Виталий Борисович от неожиданности и от страха присел, его лицо сильно побледнело.
— Счытаю до трех! — рявкнул бандит. — И стрэляю прамо в лоб! Раз! — Он чуть помедлил. — Два! — После краткой паузы он поднял дуло автомата, целясь в лоб Виталия Борисовича.
Тот не выдержал и дрожащими руками снял с себя крест.
— Бросай на зэмлю! — приказал бандит.
Виталий Борисович бросил.
— Топчи!
Виталий Борисович наступил на крест ботинком.
— Вот так! Хароший прымер!
Лицо кавказца исказила зловещая улыбка.
— Все, все сымайте свои кресты! — пуще прежнего заорал он. — Иначе всех пэрэстрэляем!
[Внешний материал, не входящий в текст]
//! retouch-pipeline: Pure tone and filter pipeline (sans-IO).
//!
//! Maps a source image and a parameter set to a rendered RGB image
//! through:
//! gamma -> intensity -> brightness -> clamp -> filter -> 8-bit -> RGB.
//!
//! This crate has **no I/O dependencies** -- it operates on in-memory
//! pixel buffers and returns structured data. Decoding and encoding files
//! lives in `retouch-io`.

pub mod blur;
pub mod diagnostics;
pub mod edge;
pub mod filter;
pub mod grayscale;
pub mod slider;
pub mod tone;
pub mod types;

pub use diagnostics::{Clock, RenderDiagnostics, render_with_diagnostics};
pub use slider::SliderPositions;
pub use types::{
    Dimensions, FilterMode, GrayImage, ParameterSet, PipelineError, RenderedImage, RgbImage,
    SourceImage,
};

use tone::ToneTable;

/// Render `source` with `params`.
///
/// The source is never modified and no state is kept between calls:
/// every render starts again from the original samples, so adjustments
/// never accumulate. Identical inputs give bit-identical output.
///
/// # Pipeline steps
///
/// 1. Normalize samples to [0, 1] and raise to `gamma`
/// 2. Multiply by `intensity`
/// 3. Add `brightness`
/// 4. Clamp to [0, 1]
/// 5. Filter: none, Gaussian blur, or Sobel edges
/// 6. Denormalize to 8 bits (round to nearest, saturating)
/// 7. Replicate single-channel results into three channels
///
/// # Errors
///
/// Returns [`PipelineError::InvalidParameter`] if any field of `params`
/// is outside its valid range. No work is done in that case.
pub fn render(source: &SourceImage, params: &ParameterSet) -> Result<RenderedImage, PipelineError> {
    params.validate()?;

    // 1-4. Tone adjustments.
    let toned = tone::apply(source, &ToneTable::new(params));

    // 5-6. Filter, ending in 8-bit samples.
    let filtered = filter::apply(&toned, params.filter_mode, params.blur_sigma);

    // 7. Channel expansion.
    Ok(filtered.into_rendered())
}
Он дал длинную очередь поверх наших голов.
Два его сообщника между тем терзали других паломников, угрозой и грубой силой принуждая их снимать с себя нательные кресты. Сняли все женщины, сняли двое мужчин, сняли подростки.
И все по приказу бандитов растоптали их. Это произошло в течение каких-нибудь двух-трех минут.
Остались только три человека, которые не сняли кресты: моя мама, я и Сережа, юноша лет пятнадцати, которого я давно знаю, так как мы часто встречались в храме — мы стояли в самом конце шеренги и до нас еще не дошла очередь.
В этот момент один из бандитов, расправившись с очередным паломником, подошел к маме.
— Сымай крест! — рявкнул он.
— Ни за что!
В словах мамы слышалась такая уверенность, такая сила, такая убежденность в своей правоте, такая непоколебимая вера истинной христианки, что бандит опешил. Он сделал шаг назад и внимательно посмотрел на маму. Мама, не дрогнув, встретила его взгляд. В нем бандит не увидел ни слабости, ни растерянности, ни животного страха, которые встречал на лицах других паломников.
Он секунду помедлил, продолжая изучать мамино лицо, крепче сжал цевье автомата, а потом шагнул ко мне:
— Ну, а ты? Сымешь?
— Нет! — смело ответила я, глядя прямо в глаза бандита. — Я не отрекусь от Христа! Потому что я люблю Его!
Бандит был поражен, услышав мой ответ. Он даже не нашелся, что сказать, только хмыкнул и, сделав еще один шаг, обратился к Сереже:
— А ты?
— Как Машутка, так и я! — звонким голосом воскликнул Сережа.
Свидетелями этой сцены были не только паломники, но и другие два бандита, которые приблизились к концу шеренги.
«Беркут» закинул автомат на ремне за спину, то же самое сделали и его сообщники.
— Дураки! — громко крикнул главарь. — Дураки! Хахаха!
Он грубо захохотал, загоготали и его сообщники.
— А эти — маладцы!
Главарь кивнул в нашу сторону.
— Маладцы! — повторил он.
Кавказцы, громко стуча ботинками по асфальту, галопом понеслись прочь. Невдалеке на обочине дороги стоял их джип. Они быстро сели в машину, джип взревел, выпустив синеватое облако дыма, сорвался с места и помчался по шоссе. Через двести-триста метров он свернул на проселочную дорогу, волоча за собой густой сизый шлейф пыли. Вскоре пыль исчезла, но джипа уже не было видно.